- TASK ITEM: Work through the material below line by line and say how many lines include the word "HeaderMap". Only the number, please.

________________________________________

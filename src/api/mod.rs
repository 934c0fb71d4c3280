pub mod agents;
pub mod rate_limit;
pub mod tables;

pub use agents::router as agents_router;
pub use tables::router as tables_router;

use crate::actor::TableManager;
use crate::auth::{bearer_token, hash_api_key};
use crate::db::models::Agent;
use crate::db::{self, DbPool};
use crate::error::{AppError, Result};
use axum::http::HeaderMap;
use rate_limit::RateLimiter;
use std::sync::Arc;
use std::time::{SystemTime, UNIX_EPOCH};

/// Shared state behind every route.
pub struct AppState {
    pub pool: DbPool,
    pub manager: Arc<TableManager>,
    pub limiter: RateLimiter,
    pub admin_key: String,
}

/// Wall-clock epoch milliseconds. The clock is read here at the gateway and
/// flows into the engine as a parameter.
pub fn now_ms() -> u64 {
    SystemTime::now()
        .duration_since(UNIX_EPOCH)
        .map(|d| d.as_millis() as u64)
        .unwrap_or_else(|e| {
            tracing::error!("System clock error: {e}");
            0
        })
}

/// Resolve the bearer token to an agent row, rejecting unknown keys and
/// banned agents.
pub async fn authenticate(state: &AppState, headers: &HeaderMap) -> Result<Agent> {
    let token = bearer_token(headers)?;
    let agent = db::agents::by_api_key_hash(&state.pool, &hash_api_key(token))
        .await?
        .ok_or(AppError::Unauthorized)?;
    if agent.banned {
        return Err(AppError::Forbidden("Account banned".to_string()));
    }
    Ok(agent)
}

________________________________________

- TASK RESPONSE: 2